Du 30 janvier au 24 mai, Global Warning par Martin Parr offre une plongée dans un demi-siècle d’images drôles, inconfortables et révélatrices d’un monde obsédé par le loisir, la consommation et la mise en scène de soi.
Au musée situé au cœur du jardin des Tuileries, l’exposition Global Warning propose une rétrospective thématique réunissant près de 180 photographies du Britannique Martin Parr. Elle rend hommage à cette figure de la photographie, décédée en décembre dernier, célèbre pour son regard ironique, frontal et mordant sur les sociétés occidentales. Ce projet s’inscrit entre outre dans la ligne éditoriale du lieu, consacré à l’image sous toutes ses formes, de la photographie à la vidéo.

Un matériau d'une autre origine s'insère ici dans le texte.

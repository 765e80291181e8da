//! Which sponsors, and which of their units, may run in a module on a date.

use chrono::NaiveDate;
use std::collections::HashSet;

use crate::calendar::{same_week, same_weekday};
use crate::types::{CreativeUnit, LinkedSponsor, Sponsor, SponsorLink, UnitStatus};

/// A sponsor that survived filtering, with at least one runnable unit.
#[derive(Debug, Clone)]
pub struct EligibleSponsor {
    pub link: SponsorLink,
    pub sponsor: Sponsor,
    pub units: Vec<CreativeUnit>,
}

impl EligibleSponsor {
    pub fn sponsor_id(&self) -> &str {
        &self.link.sponsor_id
    }
}

/// Whether `unit` may run in an issue dated `issue_date`.
///
/// Paid units with a weekly cap additionally need remaining uses, must not have
/// run earlier in the same Sunday-aligned week, and must not have last run on
/// the same weekday as the issue.
pub fn unit_is_eligible(unit: &CreativeUnit, issue_date: NaiveDate) -> bool {
    if unit.status != UnitStatus::Active {
        return false;
    }
    if matches!(unit.earliest_start_date, Some(start) if start > issue_date) {
        return false;
    }

    if let Some(cap) = unit.capped_limit() {
        if cap - unit.times_used <= 0 {
            return false;
        }
        if let Some(last_used) = unit.last_used_date {
            if same_week(issue_date, last_used) || same_weekday(issue_date, last_used) {
                return false;
            }
        }
    }

    true
}

/// Filters a module's linked sponsors down to those selectable for the issue.
///
/// Inactive sponsors and sponsors in `excluded` are dropped, as is any sponsor
/// left with no eligible unit. The result is ordered by link `display_order`.
pub fn eligible_sponsors(
    linked: &[LinkedSponsor],
    units: &[CreativeUnit],
    issue_date: NaiveDate,
    excluded: &HashSet<String>,
) -> Vec<EligibleSponsor> {
    let mut eligible: Vec<EligibleSponsor> = linked
        .iter()
        .filter(|entry| entry.sponsor.is_active)
        .filter(|entry| !excluded.contains(&entry.link.sponsor_id))
        .filter_map(|entry| {
            let sponsor_units: Vec<CreativeUnit> = units
                .iter()
                .filter(|unit| unit.sponsor_id == entry.link.sponsor_id)
                .filter(|unit| unit.module_id == entry.link.module_id)
                .filter(|unit| unit_is_eligible(unit, issue_date))
                .cloned()
                .collect();

            if sponsor_units.is_empty() {
                return None;
            }

            Some(EligibleSponsor {
                link: entry.link.clone(),
                sponsor: entry.sponsor.clone(),
                units: sponsor_units,
            })
        })
        .collect();

    eligible.sort_by_key(|entry| entry.link.display_order);
    eligible
}

#[cfg(test)]
mod tests {
    use super::*;
    use crate::testing::{linked, unit};

    fn d(s: &str) -> NaiveDate {
        NaiveDate::parse_from_str(s, "%Y-%m-%d").unwrap()
    }

    #[test]
    fn test_active_uncapped_unit_is_eligible() {
        let u = unit("u1", "sp_a", 1);
        assert!(unit_is_eligible(&u, d("2025-06-04")));
    }

    #[test]
    fn test_completed_unit_is_never_eligible() {
        let mut u = unit("u1", "sp_a", 1);
        u.status = UnitStatus::Completed;
        assert!(!unit_is_eligible(&u, d("2025-06-04")));
    }

    #[test]
    fn test_earliest_start_date_boundary() {
        let mut u = unit("u1", "sp_a", 1);
        u.earliest_start_date = Some(d("2025-06-01"));
        assert!(!unit_is_eligible(&u, d("2025-05-30")));
        assert!(unit_is_eligible(&u, d("2025-06-01")));
        assert!(unit_is_eligible(&u, d("2025-06-02")));
    }

    #[test]
    fn test_exhausted_cap_is_ineligible_regardless_of_last_use() {
        let mut u = unit("u1", "sp_a", 1);
        u.is_paid = true;
        u.weekly_cap = Some(2);
        u.times_used = 2;
        assert!(!unit_is_eligible(&u, d("2025-06-04")));
        u.last_used_date = Some(d("2024-01-02"));
        assert!(!unit_is_eligible(&u, d("2025-06-04")));
    }

    #[test]
    fn test_cap_ignored_for_unpaid_units() {
        let mut u = unit("u1", "sp_a", 1);
        u.weekly_cap = Some(1);
        u.times_used = 5;
        u.last_used_date = Some(d("2025-06-03"));
        assert!(unit_is_eligible(&u, d("2025-06-04")));
    }

    #[test]
    fn test_capped_unit_cooldown_same_week() {
        let mut u = unit("u1", "sp_a", 1);
        u.is_paid = true;
        u.weekly_cap = Some(3);
        u.times_used = 1;
        // Monday then Wednesday of the same week.
        u.last_used_date = Some(d("2025-06-02"));
        assert!(!unit_is_eligible(&u, d("2025-06-04")));
        // Following Tuesday: different week, different weekday.
        assert!(unit_is_eligible(&u, d("2025-06-10")));
    }

    #[test]
    fn test_capped_unit_rejected_on_same_weekday_next_week() {
        let mut u = unit("u1", "sp_a", 1);
        u.is_paid = true;
        u.weekly_cap = Some(3);
        u.times_used = 1;
        u.last_used_date = Some(d("2025-06-02"));
        assert!(!unit_is_eligible(&u, d("2025-06-09")));
    }

    #[test]
    fn test_inactive_and_excluded_sponsors_dropped() {
        let mut inactive = linked("mod_1", "sp_b", 2);
        inactive.sponsor.is_active = false;
        let links = vec![linked("mod_1", "sp_a", 1), inactive, linked("mod_1", "sp_c", 3)];
        let units = vec![unit("u1", "sp_a", 1), unit("u2", "sp_b", 1), unit("u3", "sp_c", 1)];
        let excluded: HashSet<String> = ["sp_c".to_string()].into_iter().collect();

        let eligible = eligible_sponsors(&links, &units, d("2025-06-04"), &excluded);
        let ids: Vec<&str> = eligible.iter().map(|e| e.sponsor_id()).collect();
        assert_eq!(ids, vec!["sp_a"]);
    }

    #[test]
    fn test_sponsor_without_eligible_units_dropped() {
        let links = vec![linked("mod_1", "sp_a", 1), linked("mod_1", "sp_b", 2)];
        let mut done = unit("u2", "sp_b", 1);
        done.status = UnitStatus::Completed;
        let units = vec![unit("u1", "sp_a", 1), done];

        let eligible = eligible_sponsors(&links, &units, d("2025-06-04"), &HashSet::new());
        assert_eq!(eligible.len(), 1);
        assert_eq!(eligible[0].sponsor_id(), "sp_a");
        assert_eq!(eligible[0].units.len(), 1);
    }

    #[test]
    fn test_result_sorted_by_link_display_order() {
        let links = vec![linked("mod_1", "sp_c", 3), linked("mod_1", "sp_a", 1)];
        let units = vec![unit("u1", "sp_a", 1), unit("u3", "sp_c", 1)];
        let eligible = eligible_sponsors(&links, &units, d("2025-06-04"), &HashSet::new());
        let ids: Vec<&str> = eligible.iter().map(|e| e.sponsor_id()).collect();
        assert_eq!(ids, vec!["sp_a", "sp_c"]);
    }
}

Que raconte Global Warning ?
L’exposition offre une relecture de plus de 50 ans de carrière. Le titre joue sur les expressions global warming (« réchauffement climatique ») et global warning (« avertissement mondial ») pour interroger nos modes de vie : tourisme de masse, surconsommation, crise écologique, dépendance technologique… « Il ne s’agit pourtant ni d’une rétrospective, ni d’une exposition testamentaire », comme le note France Info, mais d’une « lecture un peu sérieuse de son travail », commente Quentin Bajac, directeur du Jeu de paume et commissaire de l’exposition.
Plages saturées, supermarchés débordant de produits, touristes rivés à leurs smartphones, animaux humanisés ou objets kitsch : l’esthétique de Parr repose sur des couleurs vives, des cadrages directs et un humour visuel. « J’aime que mes photos soient vives, colorées et, je l’espère, accessibles, parce que je souhaite toucher le public le plus large possible », expliquait-il dans le livre entretien signé par Bajac en 2013, Le mélange des genres (cité par France info).
Que disent les premiers retours critiques ?
La presse salue largement la force du dispositif. Milk Decoration parle d’un « véritable événement » retraçant « un demi-siècle de création photographique » et d’une œuvre qui « nous invite, plus que jamais, à l’introspection ». Le Parisien évoque « un sourire dans la débâcle du monde », décrivant des images où « c’est nous encore » qui sommes photographiés dans nos contradictions.
Pour Télérama, cette exposition posthume consacre Parr en « humaniste du quotidien », capable de mêler « empathie certaine » et ironie. Quant à France Info, elle voit dans Global Warning « un tour du monde édifiant des dérives de nos sociétés globalisées », porté par un regard « visionnaire » sur les excès contemporains.